+++ Exercise data

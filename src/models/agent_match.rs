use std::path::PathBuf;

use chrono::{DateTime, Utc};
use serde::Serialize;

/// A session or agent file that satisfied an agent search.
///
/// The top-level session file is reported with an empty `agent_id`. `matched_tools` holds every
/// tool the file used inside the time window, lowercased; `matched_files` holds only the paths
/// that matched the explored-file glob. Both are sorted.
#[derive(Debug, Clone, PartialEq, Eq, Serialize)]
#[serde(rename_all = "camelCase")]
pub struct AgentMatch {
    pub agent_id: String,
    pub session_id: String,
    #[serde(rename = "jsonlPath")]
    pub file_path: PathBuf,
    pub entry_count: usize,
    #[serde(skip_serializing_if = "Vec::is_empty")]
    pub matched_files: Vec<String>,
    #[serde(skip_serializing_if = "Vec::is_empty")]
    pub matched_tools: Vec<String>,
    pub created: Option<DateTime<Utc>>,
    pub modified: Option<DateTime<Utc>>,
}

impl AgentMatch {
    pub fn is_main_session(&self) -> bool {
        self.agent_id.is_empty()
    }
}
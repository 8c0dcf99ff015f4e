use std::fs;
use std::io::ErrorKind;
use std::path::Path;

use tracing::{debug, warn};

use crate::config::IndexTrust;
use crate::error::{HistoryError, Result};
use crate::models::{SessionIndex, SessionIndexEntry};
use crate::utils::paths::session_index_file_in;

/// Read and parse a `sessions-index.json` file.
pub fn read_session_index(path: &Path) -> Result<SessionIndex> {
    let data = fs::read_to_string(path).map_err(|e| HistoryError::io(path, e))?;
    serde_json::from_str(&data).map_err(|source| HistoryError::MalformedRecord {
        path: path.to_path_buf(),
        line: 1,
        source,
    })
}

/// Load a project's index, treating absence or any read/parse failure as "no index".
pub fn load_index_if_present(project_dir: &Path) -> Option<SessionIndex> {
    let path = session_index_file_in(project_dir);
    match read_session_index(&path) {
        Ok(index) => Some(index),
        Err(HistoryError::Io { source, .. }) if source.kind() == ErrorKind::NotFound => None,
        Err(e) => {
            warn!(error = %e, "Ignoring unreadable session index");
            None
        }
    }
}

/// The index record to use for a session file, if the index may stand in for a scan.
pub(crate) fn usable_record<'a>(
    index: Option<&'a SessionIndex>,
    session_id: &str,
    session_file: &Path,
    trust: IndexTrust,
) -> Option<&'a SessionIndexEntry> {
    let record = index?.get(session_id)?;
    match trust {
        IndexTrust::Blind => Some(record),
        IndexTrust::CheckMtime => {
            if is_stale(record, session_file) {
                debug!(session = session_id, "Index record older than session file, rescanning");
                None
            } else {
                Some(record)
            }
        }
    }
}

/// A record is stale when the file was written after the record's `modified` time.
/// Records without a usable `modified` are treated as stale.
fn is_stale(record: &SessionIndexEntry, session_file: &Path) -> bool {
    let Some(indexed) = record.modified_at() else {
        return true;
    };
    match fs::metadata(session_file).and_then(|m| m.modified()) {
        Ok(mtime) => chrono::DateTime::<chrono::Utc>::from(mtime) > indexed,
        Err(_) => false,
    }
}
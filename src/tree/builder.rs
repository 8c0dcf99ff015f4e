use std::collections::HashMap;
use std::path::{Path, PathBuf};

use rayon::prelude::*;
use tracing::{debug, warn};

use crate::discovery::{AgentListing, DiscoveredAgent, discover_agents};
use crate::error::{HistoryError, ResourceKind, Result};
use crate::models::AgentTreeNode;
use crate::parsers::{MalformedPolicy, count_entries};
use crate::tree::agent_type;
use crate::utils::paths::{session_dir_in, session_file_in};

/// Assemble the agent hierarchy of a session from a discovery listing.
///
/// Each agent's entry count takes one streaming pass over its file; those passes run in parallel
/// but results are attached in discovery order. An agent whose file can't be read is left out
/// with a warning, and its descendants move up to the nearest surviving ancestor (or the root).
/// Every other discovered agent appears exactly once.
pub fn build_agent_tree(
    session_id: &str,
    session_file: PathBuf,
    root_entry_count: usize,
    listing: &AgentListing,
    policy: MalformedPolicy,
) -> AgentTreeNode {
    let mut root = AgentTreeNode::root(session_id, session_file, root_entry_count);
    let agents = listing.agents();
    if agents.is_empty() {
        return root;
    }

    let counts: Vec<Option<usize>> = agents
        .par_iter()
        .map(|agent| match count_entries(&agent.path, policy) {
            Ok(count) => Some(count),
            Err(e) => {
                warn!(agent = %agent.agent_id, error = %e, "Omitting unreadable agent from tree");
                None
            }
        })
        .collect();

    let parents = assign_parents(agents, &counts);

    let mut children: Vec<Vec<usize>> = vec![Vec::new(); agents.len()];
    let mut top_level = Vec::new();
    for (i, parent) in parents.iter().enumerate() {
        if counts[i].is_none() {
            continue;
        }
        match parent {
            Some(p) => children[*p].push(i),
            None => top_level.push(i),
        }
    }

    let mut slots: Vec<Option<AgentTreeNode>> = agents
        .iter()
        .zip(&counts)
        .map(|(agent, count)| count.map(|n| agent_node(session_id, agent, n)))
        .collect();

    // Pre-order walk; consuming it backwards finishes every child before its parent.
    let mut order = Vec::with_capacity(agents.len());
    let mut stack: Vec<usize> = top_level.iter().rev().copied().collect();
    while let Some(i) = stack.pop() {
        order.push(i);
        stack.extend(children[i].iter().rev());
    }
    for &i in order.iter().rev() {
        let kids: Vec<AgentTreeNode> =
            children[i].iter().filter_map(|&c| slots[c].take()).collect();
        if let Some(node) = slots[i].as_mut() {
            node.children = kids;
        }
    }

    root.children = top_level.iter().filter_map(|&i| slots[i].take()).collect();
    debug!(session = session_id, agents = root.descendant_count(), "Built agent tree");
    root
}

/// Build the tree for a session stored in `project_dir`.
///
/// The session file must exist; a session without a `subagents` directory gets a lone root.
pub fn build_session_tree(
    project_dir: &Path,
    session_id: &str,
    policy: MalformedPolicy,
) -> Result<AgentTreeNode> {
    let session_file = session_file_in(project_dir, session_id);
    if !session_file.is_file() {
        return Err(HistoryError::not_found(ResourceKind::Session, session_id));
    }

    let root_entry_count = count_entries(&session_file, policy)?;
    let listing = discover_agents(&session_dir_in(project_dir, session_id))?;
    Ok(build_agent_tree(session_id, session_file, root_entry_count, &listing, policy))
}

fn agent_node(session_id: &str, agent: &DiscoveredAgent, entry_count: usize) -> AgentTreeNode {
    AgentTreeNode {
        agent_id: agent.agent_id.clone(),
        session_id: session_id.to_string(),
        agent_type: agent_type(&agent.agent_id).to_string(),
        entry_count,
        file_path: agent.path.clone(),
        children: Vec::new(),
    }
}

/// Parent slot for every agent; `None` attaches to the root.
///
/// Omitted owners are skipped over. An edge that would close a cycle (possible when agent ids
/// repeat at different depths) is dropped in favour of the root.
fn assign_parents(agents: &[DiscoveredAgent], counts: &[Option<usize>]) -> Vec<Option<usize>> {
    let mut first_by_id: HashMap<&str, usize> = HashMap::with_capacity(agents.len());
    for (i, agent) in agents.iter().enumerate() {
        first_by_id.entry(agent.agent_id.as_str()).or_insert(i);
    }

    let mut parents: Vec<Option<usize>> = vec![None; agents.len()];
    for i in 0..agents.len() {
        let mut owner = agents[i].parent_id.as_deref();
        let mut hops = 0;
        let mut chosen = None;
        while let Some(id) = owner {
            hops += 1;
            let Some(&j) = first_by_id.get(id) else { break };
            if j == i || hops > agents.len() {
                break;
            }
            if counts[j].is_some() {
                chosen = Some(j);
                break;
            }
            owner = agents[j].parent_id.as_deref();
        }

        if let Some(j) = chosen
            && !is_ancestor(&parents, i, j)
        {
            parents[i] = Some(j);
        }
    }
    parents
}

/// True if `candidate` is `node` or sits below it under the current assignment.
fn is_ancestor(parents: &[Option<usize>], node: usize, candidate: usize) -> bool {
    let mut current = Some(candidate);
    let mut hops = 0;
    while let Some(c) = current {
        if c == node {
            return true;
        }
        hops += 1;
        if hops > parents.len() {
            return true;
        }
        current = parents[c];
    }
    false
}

++++++

[Directions for this task]: Whenever "push" shows up in a line of the listing, copy that whole line.

[Result]:
            Some(p) => children[*p].push(i),
            None => top_level.push(i),
        order.push(i);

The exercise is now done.